Mathabane's fourth book, "African Women: Three Generations," describes the struggles, relationships and triumphs of three South African women who were heroines in "Kaffir Boy" -- his grandmother, mother and sister Florah.
In September 1997, Mathabane completed a one-year assignment as a White House Fellow at the Department of Education in Washington, D.C., where he helped implement several education initiatives. He and the other 17 White House fellows traveled on fact-finding missions to Panama and South Africa.

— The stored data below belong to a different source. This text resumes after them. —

//! Converts a bag of `AgentSignal`s into a single `DiscussionDecision`
//! (spec.md §4.4): tally, weight, detect conflict, resolve, select.

use crate::domain::discussion::{DiscussionDecision, VoteBreakdown};
use crate::domain::signal::{Action, AgentSignal};
use std::collections::HashMap;

pub struct VotingEngine {
    conflict_threshold: f64,
}

impl VotingEngine {
    pub fn new(conflict_threshold: f64) -> Self {
        Self { conflict_threshold }
    }

    /// Deterministic given a fixed insertion order in `signals` (tie-breaks
    /// use only count, summed confidence, and lexical action order).
    pub fn decide(&self, signals: &[AgentSignal]) -> DiscussionDecision {
        if signals.is_empty() {
            return DiscussionDecision {
                action: Action::Hold,
                confidence: 0.0,
                rationale: "no signals available".to_string(),
                vote_breakdown: VoteBreakdown { buy: 0, sell: 0, hold: 0 },
                conflict_score: 1.0,
                selected_agent: None,
            };
        }

        let breakdown = tally(signals);
        let winner = majority_action(signals);

        let weighted = weighted_confidence_per_action(signals);
        let winner_confidence = weighted.get(&winner).copied().unwrap_or(0.0);

        let mut ranked: Vec<(Action, f64)> = weighted.into_iter().collect();
        ranked.sort_by(|a, b| b.1.partial_cmp(&a.1).unwrap_or(std::cmp::Ordering::Equal));
        let runner_up_confidence = ranked
            .iter()
            .find(|(action, _)| *action != winner)
            .map(|(_, c)| *c)
            .unwrap_or(0.0);

        let conflict_score = if winner_confidence > 0.0 {
            (runner_up_confidence / winner_confidence).clamp(0.0, 1.0)
        } else {
            1.0
        };

        let needs_review = conflict_score >= self.conflict_threshold;
        let (final_action, final_confidence, rationale) = if needs_review {
            resolve_conflict(signals, winner)
        } else {
            (winner, winner_confidence, format!("{winner} majority with low conflict"))
        };

        let selected_agent = select_agent(signals, final_action);

        DiscussionDecision {
            action: final_action,
            confidence: final_confidence.clamp(0.0, 1.0),
            rationale,
            vote_breakdown: breakdown,
            conflict_score,
            selected_agent,
        }
    }
}

fn tally(signals: &[AgentSignal]) -> VoteBreakdown {
    let mut breakdown = VoteBreakdown { buy: 0, sell: 0, hold: 0 };
    for s in signals {
        match s.action {
            Action::Buy => breakdown.buy += 1,
            Action::Sell => breakdown.sell += 1,
            Action::Hold => breakdown.hold += 1,
        }
    }
    breakdown
}

/// Majority action by vote count; ties broken by higher summed confidence,
/// further ties by lexical order (BUY < HOLD < SELL).
fn majority_action(signals: &[AgentSignal]) -> Action {
    let mut counts: HashMap<Action, usize> = HashMap::new();
    let mut summed_confidence: HashMap<Action, f64> = HashMap::new();
    for s in signals {
        *counts.entry(s.action).or_insert(0) += 1;
        *summed_confidence.entry(s.action).or_insert(0.0) += s.confidence;
    }

    let mut actions: Vec<Action> = counts.keys().copied().collect();
    actions.sort_by_key(|a| lexical_rank(*a));

    actions
        .into_iter()
        .max_by(|a, b| {
            counts[a]
                .cmp(&counts[b])
                .then_with(|| {
                    summed_confidence[a]
                        .partial_cmp(&summed_confidence[b])
                        .unwrap_or(std::cmp::Ordering::Equal)
                })
                .then_with(|| lexical_rank(*b).cmp(&lexical_rank(*a)))
        })
        .unwrap_or(Action::Hold)
}

fn lexical_rank(action: Action) -> u8 {
    match action {
        Action::Buy => 0,
        Action::Hold => 1,
        Action::Sell => 2,
    }
}

/// `w = 0.5 + 1.5 * winRate`, clamped to `[0.5, 2.0]` when winRate is known.
fn weight(signal: &AgentSignal) -> f64 {
    (0.5 + 1.5 * signal.win_rate).clamp(0.5, 2.0)
}

/// Weighted arithmetic mean of confidence per action, clamped to `[0, 1]`.
fn weighted_confidence_per_action(signals: &[AgentSignal]) -> HashMap<Action, f64> {
    let mut weighted_sum: HashMap<Action, f64> = HashMap::new();
    let mut weight_sum: HashMap<Action, f64> = HashMap::new();
    for s in signals {
        let w = weight(s);
        *weighted_sum.entry(s.action).or_insert(0.0) += w * s.confidence;
        *weight_sum.entry(s.action).or_insert(0.0) += w;
    }
    weighted_sum
        .into_iter()
        .map(|(action, sum)| {
            let denom = weight_sum.get(&action).copied().unwrap_or(1.0);
            (action, (sum / denom).clamp(0.0, 1.0))
        })
        .collect()
}

/// Partitions signals by action, picks the cluster with the highest average
/// winRate (ties by higher weighted confidence).
fn resolve_conflict(signals: &[AgentSignal], _tallied_winner: Action) -> (Action, f64, String) {
    let weighted = weighted_confidence_per_action(signals);
    let mut avg_win_rate: HashMap<Action, f64> = HashMap::new();
    let mut counts: HashMap<Action, usize> = HashMap::new();
    for s in signals {
        *avg_win_rate.entry(s.action).or_insert(0.0) += s.win_rate;
        *counts.entry(s.action).or_insert(0) += 1;
    }
    for (action, sum) in avg_win_rate.iter_mut() {
        if let Some(n) = counts.get(action) {
            *sum /= *n as f64;
        }
    }

    let best = avg_win_rate
        .iter()
        .max_by(|(a_action, a_rate), (b_action, b_rate)| {
            a_rate
                .partial_cmp(b_rate)
                .unwrap_or(std::cmp::Ordering::Equal)
                .then_with(|| {
                    let a_conf = weighted.get(a_action).copied().unwrap_or(0.0);
                    let b_conf = weighted.get(b_action).copied().unwrap_or(0.0);
                    a_conf.partial_cmp(&b_conf).unwrap_or(std::cmp::Ordering::Equal)
                })
        })
        .map(|(action, _)| *action)
        .unwrap_or(Action::Hold);

    let confidence = weighted.get(&best).copied().unwrap_or(0.0);
    (best, confidence, format!("conflict resolved in favor of {best} by higher average win rate"))
}

/// Signal supporting the final action with the highest `confidence * (1 + winRate)`.
/// On a tie, keeps the earliest-inserted signal: `Iterator::max_by` would
/// otherwise return the *last* equal-scoring element (spec.md §8 Scenario 1
/// requires the first).
fn select_agent(signals: &[AgentSignal], action: Action) -> Option<String> {
    let mut best: Option<(usize, f64, &AgentSignal)> = None;
    for (index, s) in signals.iter().enumerate() {
        if s.action != action {
            continue;
        }
        let score = s.confidence * (1.0 + s.win_rate);
        match &best {
            Some((_, best_score, _)) if score <= *best_score => {}
            _ => best = Some((index, score, s)),
        }
    }
    best.map(|(_, _, s)| s.agent_id.clone())
}
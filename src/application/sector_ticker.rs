//! Periodic per-sector driver (spec.md §4.6): advances price and
//! volatility, recomputes risk score and agent confidences, and asks the
//! `ManagerController` to open a discussion when the sector is ready.

use crate::application::agent_registry::AgentRegistry;
use crate::application::manager_controller::ManagerController;
use crate::application::sector_registry::SectorRegistry;
use crate::domain::agent::Role;
use crate::domain::discussion::PriceHistoryRecord;
use crate::domain::errors::EngineResult;
use crate::domain::sector::{PricePoint, Sector};
use crate::infrastructure::persistence::{DocumentName, PersistenceStore};
use chrono::Utc;
use rand::Rng;
use std::sync::Arc;
use tracing::info;

const NOISE_RANGE: f64 = 0.02;
const VOLATILITY_WALK: f64 = 0.01;

pub struct SectorTicker {
    store: Arc<PersistenceStore>,
    agents: Arc<AgentRegistry>,
    sectors: Arc<SectorRegistry>,
    manager: Arc<ManagerController>,
    readiness_threshold: f64,
}

pub struct TickOutcome {
    pub sector: Sector,
    pub discussion_ready: bool,
}

impl SectorTicker {
    pub fn new(
        store: Arc<PersistenceStore>,
        agents: Arc<AgentRegistry>,
        sectors: Arc<SectorRegistry>,
        manager: Arc<ManagerController>,
        readiness_threshold: f64,
    ) -> Self {
        Self {
            store,
            agents,
            sectors,
            manager,
            readiness_threshold,
        }
    }

    pub async fn tick_all(&self) -> EngineResult<Vec<TickOutcome>> {
        let mut outcomes = Vec::new();
        for sector in self.sectors.list().await? {
            outcomes.push(self.tick_sector(sector.id).await?);
        }
        Ok(outcomes)
    }

    pub async fn tick_sector(&self, sector_id: uuid::Uuid) -> EngineResult<TickOutcome> {
        let mut sector = self.sectors.get(sector_id).await?;
        let mut roster = self.agents.list_for_sector(sector_id).await?;

        sector.agents = roster.iter().map(|a| a.id.clone()).collect();
        sector.active_agents = sector.agents.len();

        sector.volatility = random_walk(sector.volatility, VOLATILITY_WALK).clamp(0.0, 1.0);

        let previous_price = if sector.current_price > 0.0 { sector.current_price } else { 100.0 };
        let manager_impact = self.manager_impact(sector_id).await;
        let trend = trend_factor(&sector);
        let noise = rand::rng().random_range(-NOISE_RANGE..NOISE_RANGE);
        let new_price = (previous_price * (1.0 + manager_impact * 0.001 + noise + trend)).max(0.01);

        let change_percent = if previous_price > 0.0 {
            ((new_price - previous_price) / previous_price) * 100.0
        } else {
            0.0
        };

        sector.push_price(PricePoint { price: new_price, timestamp: Utc::now() });
        sector.risk_score = (sector.volatility * 100.0 * 0.6 + change_percent.abs() * 4.0).clamp(0.0, 100.0);

        for agent in roster.iter_mut() {
            let delta = confidence_drift(&agent.role);
            agent.confidence = (agent.confidence + delta).clamp(-100.0, 100.0);
        }

        let discussion_ready = !roster.is_empty()
            && roster
                .iter()
                .filter(|a| !a.role.is_manager())
                .all(|a| a.confidence >= self.readiness_threshold);

        self.sectors.save(sector.clone()).await?;
        self.agents.save_agents(roster).await?;
        self.record_price_history(sector_id, new_price).await;

        if discussion_ready || sector.balance > 0.0 {
            self.manager.maybe_open_discussion(&sector, discussion_ready).await?;
        }

        info!(sector_id = %sector_id, price = new_price, discussion_ready, "ticked sector");
        Ok(TickOutcome { sector, discussion_ready })
    }

    /// Derives manager impact in `{-1, 0, +1}` from the sector's most recent
    /// committed execution (spec.md §Glossary: "manager impact").
    async fn manager_impact(&self, sector_id: uuid::Uuid) -> f64 {
        let logs: Vec<crate::domain::discussion::ExecutionLog> =
            match self.store.read(DocumentName::ExecutionLogs).await {
                Ok(l) => l,
                Err(_) => return 0.0,
            };
        logs.into_iter()
            .filter(|l| l.sector_id == sector_id)
            .max_by_key(|l| l.timestamp)
            .map(|l| match l.action {
                crate::domain::signal::Action::Buy => 1.0,
                crate::domain::signal::Action::Sell => -1.0,
                crate::domain::signal::Action::Hold => 0.0,
            })
            .unwrap_or(0.0)
    }

    async fn record_price_history(&self, sector_id: uuid::Uuid, price: f64) {
        let record = PriceHistoryRecord { sector_id, price, timestamp: Utc::now() };
        let _ = self
            .store
            .atomic_update(DocumentName::PriceHistory, move |mut records: Vec<PriceHistoryRecord>| {
                records.push(record);
                records
            })
            .await;
    }
}

fn random_walk(previous: f64, step: f64) -> f64 {
    previous + rand::rng().random_range(-step..step)
}

/// Decaying average of recent percent changes, scaled down so it nudges
/// rather than dominates the price model.
fn trend_factor(sector: &Sector) -> f64 {
    let window: Vec<f64> = sector
        .price_history
        .iter()
        .rev()
        .take(5)
        .map(|p| p.price)
        .collect();
    if window.len() < 2 {
        return 0.0;
    }
    let mut changes = Vec::new();
    for pair in window.windows(2) {
        if pair[1] > 0.0 {
            changes.push((pair[0] - pair[1]) / pair[1]);
        }
    }
    if changes.is_empty() {
        return 0.0;
    }
    (changes.iter().sum::<f64>() / changes.len() as f64) * 0.1
}

/// Researcher-like roles drift +1..+5; analyst-like roles drift -2..+3;
/// everything else is unaffected by the tick.
fn confidence_drift(role: &Role) -> f64 {
    match role {
        Role::Research | Role::Advisor => rand::rng().random_range(1.0..5.0),
        Role::Analyst | Role::Technical | Role::Macro => rand::rng().random_range(-2.0..3.0),
        _ => 0.0,
    }
}

#[cfg(test)]
mod tests {
    use super::*;
    use crate::application::comms_bus::CommsBus;
    use crate::application::discussion_engine::DiscussionEngine;
    use crate::infrastructure::oracle::{NullOracle, OracleClient};
    use std::time::Duration;

    fn ticker() -> (SectorTicker, Arc<SectorRegistry>, Arc<AgentRegistry>) {
        let dir = std::env::temp_dir().join(format!("sector_ticker_test_{}", uuid::Uuid::new_v4()));
        let store = Arc::new(PersistenceStore::new(dir));
        let oracle = Arc::new(OracleClient::new(Arc::new(NullOracle), Duration::from_millis(20), 0));
        let agents = Arc::new(AgentRegistry::new(store.clone(), oracle.clone(), 200, 12));
        let sectors = Arc::new(SectorRegistry::new(store.clone()));
        let discussion_engine = Arc::new(DiscussionEngine::new(store.clone(), agents.clone(), sectors.clone(), oracle, 0.5, 1));
        let comms = Arc::new(CommsBus::new(store.clone()));
        let manager = Arc::new(ManagerController::new(discussion_engine, comms, Duration::from_secs(60)));
        (SectorTicker::new(store, agents.clone(), sectors.clone(), manager, 65.0), sectors, agents)
    }

    #[tokio::test]
    async fn tick_keeps_price_positive_and_bounds_risk_score() {
        let (ticker, sectors, _agents) = ticker();
        let sector = sectors.create_sector("Energy".into(), None).await.unwrap();
        let outcome = ticker.tick_sector(sector.id).await.unwrap();
        assert!(outcome.sector.current_price >= 0.01);
        assert!(outcome.sector.risk_score >= 0.0 && outcome.sector.risk_score <= 100.0);
    }

    #[tokio::test]
    async fn readiness_holds_when_all_non_managers_meet_threshold() {
        let (ticker, sectors, agents) = ticker();
        let sector = sectors.create_sector("Metals".into(), None).await.unwrap();
        for _ in 0..3 {
            let agent = agents.create_agent("trader", Some(sector.id), Some(Role::Trader)).await.unwrap();
            agents
                .update_agent(
                    &agent.id,
                    crate::application::agent_registry::AgentPatch {
                        confidence: Some(90.0),
                        ..Default::default()
                    },
                )
                .await
                .unwrap();
        }
        let outcome = ticker.tick_sector(sector.id).await.unwrap();
        assert!(outcome.discussion_ready);
    }
}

His latest work of nonfiction, which was published in June 2000 by Simon & Schuster, is called "Miriam's Song" and tells the true story of a young South African girl growing up amid the turmoil and violence that preceded the end of apartheid and Nelson Mandela's election. He recently published his first work of fiction, "Ubuntu," a novel set against the politically and racially tense backdrop of post-apartheid South Africa.
The opening chapters of "Ubuntu" and the first chapters of Mathabane's other books can be read free of charge on his personal website.